Ce n’est pas parce que tout le gouvernement est un danger pour les organisations syndicales que cela nous empêche de demander la démission de l’un des membres du gouvernement. Il est la voix de son maître, l’élève lèche-botte qui veut se faire bien voir. Si on obtenait sa démission, cela mettrait un sacré coup à cette politique que nous dénonçons par ailleurs, car oui, cela déstabiliserait le gouvernement : n’est pas cela que nous cherchons à faire ? Pour ce qui est de nos revendications, nous arriverions en position de force à la table des négociations !
Et puis, surtout, il s’agit tout simplement d’un mot d’ordre attendu par les collègues. Et ne sommes-nous pas le syndicat majoritaire dans le 2nd degré ? Le fait que Blanquer soit très impopulaire, comme l’a rappelé Mathieu, doit nous rassurer : si nous perdons, c’est au premier ministre et à Macron que tout le monde en voudra !
En tout cas, tant qu’il est là, nous allons devoir réfléchir à la manière d’aborder la « grande consultation » que Blanquer dit avoir engagée « pour réfléchir à cette façon d’organiser à la rentrée de septembre pour que, évidemment, tous les élèves puissent aller à l’école ». Nous sommes toutes et tous d’accord, cette consultation est toute cosmétique, elle est menée au pas de charge, et les axes de « discussion » permettent au ministre de dérouler des « propositions » qui de fait deviennent des conclusions déjà tirées. Cela sera probablement le cas des états généraux du numérique. Il faut faire apparaître ces consultations pour ce qu’elles sont : des mascarades, comme Frédérique l’a dit dans son intervention, permettant à Blanquer de dérouler ses réformes. Le ministre n’a aucune volonté de tenir compte de ce que disent les personnels, sauf lorsque cela va dans son sens. Il faut en profiter pour mener une campagne médiatique et en direction des parents d’élèves pour dérouler le projet du SNES-FSU.
Sur ce point, il nous semble qu’il faut insister sur nos objectifs de démocratisation scolaire et de culture commune ambitieuse, qui sont à l’opposé de la politique éducative de Blanquer, qui accentue les inégalités et vise à fabriquer une école à plusieurs vitesses. Si nous voulons répondre à la situation inédite dans laquelle nous nous trouvons, de cohortes entières d’élèves pour lesquel-les l’école au sens où nous l’entendons s’est terminée le 13 mars, et ne reprendra au mieux que le 1er septembre 2020, il faut des moyens : pour des groupes, des recrutements massifs, mais il ne faut pas oublier que les réformes éducatives de ces vingt dernières années se sont à chaque fois soldées par une diminution du temps scolaire et/ou des heures d’enseignement. Ces heures, qui vont manquer cruellement à partir de la rentrée prochaine, doivent être rendues aux élèves, et cela peut être un mot d’ordre qui permettra de mettre les usagers de notre côté.
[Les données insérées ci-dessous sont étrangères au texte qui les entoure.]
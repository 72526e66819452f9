//! Turns a loaded [`relaymux_config::RelayConfig`]'s receiver table into
//! concrete notifier instances the pipeline can call through.

use std::collections::HashMap;
use std::sync::Arc;

use relaymux_config::{IntegrationConfig, RelayConfig};
use relaymux_notify::{DynNotifier, EmailNotifier, LogNotifier, SlackNotifier, WebhookNotifier};

/// One integration bound to a receiver: the notifier itself, plus
/// whether the receiver wants a flush sent when only resolved alerts
/// remain.
#[derive(Clone)]
pub struct BoundIntegration {
    pub notifier: Arc<dyn DynNotifier>,
    pub send_resolved: bool,
}

/// Build every receiver's integrations up front, so a scheduler tick
/// never pays client-construction cost (TLS handshakes, SMTP transport
/// setup) on the hot path.
#[must_use]
pub fn build(config: &RelayConfig) -> HashMap<String, Vec<BoundIntegration>> {
    let mut out = HashMap::new();
    for receiver in &config.receivers {
        let mut bound = Vec::with_capacity(receiver.integrations.len());
        for (i, integration) in receiver.integrations.iter().enumerate() {
            let name = format!("{}-{}-{i}", receiver.name, integration.kind());
            let notifier: Arc<dyn DynNotifier> = match integration {
                IntegrationConfig::Webhook { config, .. } => {
                    Arc::new(WebhookNotifier::new(name, config.clone()))
                }
                IntegrationConfig::Slack { config, .. } => Arc::new(SlackNotifier::new(config.clone())),
                IntegrationConfig::Email { config, .. } => match EmailNotifier::new(config.clone()) {
                    Ok(notifier) => Arc::new(notifier),
                    Err(err) => {
                        tracing::error!(receiver = %receiver.name, error = %err, "failed to build email notifier, skipping");
                        continue;
                    }
                },
                IntegrationConfig::Log { .. } => Arc::new(LogNotifier::new(name)),
            };
            bound.push(BoundIntegration { notifier, send_resolved: integration.send_resolved() });
        }
        out.insert(receiver.name.clone(), bound);
    }
    out
}

#[cfg(test)]
mod tests {
    use super::*;

    #[test]
    fn builds_one_entry_per_receiver() {
        let toml_src = r#"
            [route]
            receiver = "default"

            [[receivers]]
            name = "default"

            [[receivers.integrations]]
            type = "log"
        "#;
        let config = RelayConfig::parse(toml_src).unwrap();
        let built = build(&config);
        assert_eq!(built.get("default").unwrap().len(), 1);
    }
}
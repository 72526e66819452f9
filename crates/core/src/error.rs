use thiserror::Error;

/// Top-level error type shared across RelayMux's core data-model operations.
///
/// Subsystem crates (provider, dispatch, pipeline, silence, nflog, cluster)
/// define their own narrower error enums and convert into this one at their
/// public boundary.
#[derive(Debug, Error)]
pub enum CoreError {
    #[error("validation error: {0}")]
    Validation(String),

    #[error("not found: {0}")]
    NotFound(String),

    #[error("serialization error: {0}")]
    Serialization(String),

    #[error("{0}")]
    Other(String),
}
Par ailleurs, il faut insister sur le fait que le protocole sanitaire ne serait pas incompatible avec l’obligation scolaire, ni avec la cohérence et l’efficacité pédagogique, si les moyens (en enseignant-es, en agents, en locaux…) étaient là.
C’est ce type de préparation de rentrée, centrée sur la qualité du service public d’éducation, SP mis sur le devant de la scène lors de la crise sanitaire, que nous devons imposer. Il y a urgence, car le ministre écarte les organisations syndicales notamment, mais les usagers aussi, de la réflexion autour de cette préparation : le ministère a bien des hypothèses, ce qui nous oblige à essayer de les deviner, mais il communique au compte-goutte dessus, de telle sorte de pouvoir garder la main.
A nous de la reprendre !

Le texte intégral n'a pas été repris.